== Records provided ==
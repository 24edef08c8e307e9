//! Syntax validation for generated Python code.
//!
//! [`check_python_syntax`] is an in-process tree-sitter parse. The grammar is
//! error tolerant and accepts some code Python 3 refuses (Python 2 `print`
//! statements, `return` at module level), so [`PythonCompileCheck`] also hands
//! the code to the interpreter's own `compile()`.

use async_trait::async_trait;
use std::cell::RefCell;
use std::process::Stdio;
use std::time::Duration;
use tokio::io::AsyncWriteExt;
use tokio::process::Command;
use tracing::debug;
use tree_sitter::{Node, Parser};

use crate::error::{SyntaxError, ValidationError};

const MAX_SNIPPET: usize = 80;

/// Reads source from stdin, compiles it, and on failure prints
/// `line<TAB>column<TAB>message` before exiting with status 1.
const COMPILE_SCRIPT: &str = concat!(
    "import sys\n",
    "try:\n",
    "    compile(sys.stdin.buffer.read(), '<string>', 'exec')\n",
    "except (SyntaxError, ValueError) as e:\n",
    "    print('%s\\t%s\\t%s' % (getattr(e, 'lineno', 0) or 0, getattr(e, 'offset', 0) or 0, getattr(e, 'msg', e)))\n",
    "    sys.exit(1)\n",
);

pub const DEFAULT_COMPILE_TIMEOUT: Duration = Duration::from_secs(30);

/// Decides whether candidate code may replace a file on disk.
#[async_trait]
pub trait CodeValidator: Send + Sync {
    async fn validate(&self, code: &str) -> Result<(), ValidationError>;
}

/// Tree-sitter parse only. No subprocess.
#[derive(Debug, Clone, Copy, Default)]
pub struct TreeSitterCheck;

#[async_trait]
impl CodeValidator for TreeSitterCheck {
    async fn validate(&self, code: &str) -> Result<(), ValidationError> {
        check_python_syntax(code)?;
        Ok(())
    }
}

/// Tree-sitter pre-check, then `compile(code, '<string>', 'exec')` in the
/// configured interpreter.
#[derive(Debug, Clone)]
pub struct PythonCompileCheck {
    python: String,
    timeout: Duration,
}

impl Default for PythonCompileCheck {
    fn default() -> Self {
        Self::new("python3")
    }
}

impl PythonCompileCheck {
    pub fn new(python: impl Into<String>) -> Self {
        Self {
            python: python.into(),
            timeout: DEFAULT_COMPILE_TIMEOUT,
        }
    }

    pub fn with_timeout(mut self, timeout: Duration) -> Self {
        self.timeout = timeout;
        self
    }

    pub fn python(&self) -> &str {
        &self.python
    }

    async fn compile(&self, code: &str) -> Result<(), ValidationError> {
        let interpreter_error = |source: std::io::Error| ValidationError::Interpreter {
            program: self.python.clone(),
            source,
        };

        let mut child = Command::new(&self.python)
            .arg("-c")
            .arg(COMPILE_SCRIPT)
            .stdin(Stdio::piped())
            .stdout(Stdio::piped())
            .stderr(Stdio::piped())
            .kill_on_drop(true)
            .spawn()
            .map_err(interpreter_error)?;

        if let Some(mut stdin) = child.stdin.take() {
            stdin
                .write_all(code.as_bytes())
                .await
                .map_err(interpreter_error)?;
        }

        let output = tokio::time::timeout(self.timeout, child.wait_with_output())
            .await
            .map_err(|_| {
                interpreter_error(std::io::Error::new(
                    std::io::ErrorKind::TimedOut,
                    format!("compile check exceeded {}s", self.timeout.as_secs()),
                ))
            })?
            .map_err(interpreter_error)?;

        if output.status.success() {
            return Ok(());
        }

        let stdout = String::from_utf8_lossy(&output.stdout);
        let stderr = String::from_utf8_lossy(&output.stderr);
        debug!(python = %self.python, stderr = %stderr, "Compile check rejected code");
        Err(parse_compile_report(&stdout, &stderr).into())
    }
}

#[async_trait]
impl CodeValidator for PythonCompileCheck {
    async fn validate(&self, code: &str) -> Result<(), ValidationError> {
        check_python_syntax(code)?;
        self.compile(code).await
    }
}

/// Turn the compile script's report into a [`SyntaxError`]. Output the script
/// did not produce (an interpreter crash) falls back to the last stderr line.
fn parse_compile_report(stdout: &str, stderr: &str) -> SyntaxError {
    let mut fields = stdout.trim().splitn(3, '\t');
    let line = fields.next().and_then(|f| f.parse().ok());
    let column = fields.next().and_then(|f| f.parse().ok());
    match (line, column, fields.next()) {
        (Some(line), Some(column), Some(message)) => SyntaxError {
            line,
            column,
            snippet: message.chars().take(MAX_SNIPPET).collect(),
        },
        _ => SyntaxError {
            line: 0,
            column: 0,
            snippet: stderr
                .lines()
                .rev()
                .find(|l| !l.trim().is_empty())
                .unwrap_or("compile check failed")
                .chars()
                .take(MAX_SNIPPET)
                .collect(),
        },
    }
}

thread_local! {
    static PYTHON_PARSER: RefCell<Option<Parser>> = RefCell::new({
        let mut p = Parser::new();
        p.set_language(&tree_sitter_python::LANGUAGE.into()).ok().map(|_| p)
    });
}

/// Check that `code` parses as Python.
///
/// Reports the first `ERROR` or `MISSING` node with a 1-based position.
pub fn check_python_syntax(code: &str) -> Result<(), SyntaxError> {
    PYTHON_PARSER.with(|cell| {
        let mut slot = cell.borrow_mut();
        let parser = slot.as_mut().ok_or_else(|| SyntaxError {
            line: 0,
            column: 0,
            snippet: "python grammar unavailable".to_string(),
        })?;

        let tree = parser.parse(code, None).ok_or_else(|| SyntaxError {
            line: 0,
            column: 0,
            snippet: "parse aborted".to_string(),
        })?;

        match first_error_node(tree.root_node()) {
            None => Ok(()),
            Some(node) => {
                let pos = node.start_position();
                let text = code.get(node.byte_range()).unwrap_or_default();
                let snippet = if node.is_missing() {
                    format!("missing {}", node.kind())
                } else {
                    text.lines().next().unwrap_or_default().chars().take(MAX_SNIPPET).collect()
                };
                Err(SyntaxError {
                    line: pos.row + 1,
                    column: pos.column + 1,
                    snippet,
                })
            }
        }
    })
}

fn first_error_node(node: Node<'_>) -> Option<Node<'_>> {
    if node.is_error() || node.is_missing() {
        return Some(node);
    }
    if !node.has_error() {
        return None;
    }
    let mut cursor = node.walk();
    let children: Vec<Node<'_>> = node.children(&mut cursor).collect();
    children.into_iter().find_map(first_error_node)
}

== Work to be completed ==
Return each line from the material that includes the string "message".

== Response to this exercise ==
/// `line<TAB>column<TAB>message` before exiting with status 1.
        (Some(line), Some(column), Some(message)) => SyntaxError {
            snippet: message.chars().take(MAX_SNIPPET).collect(),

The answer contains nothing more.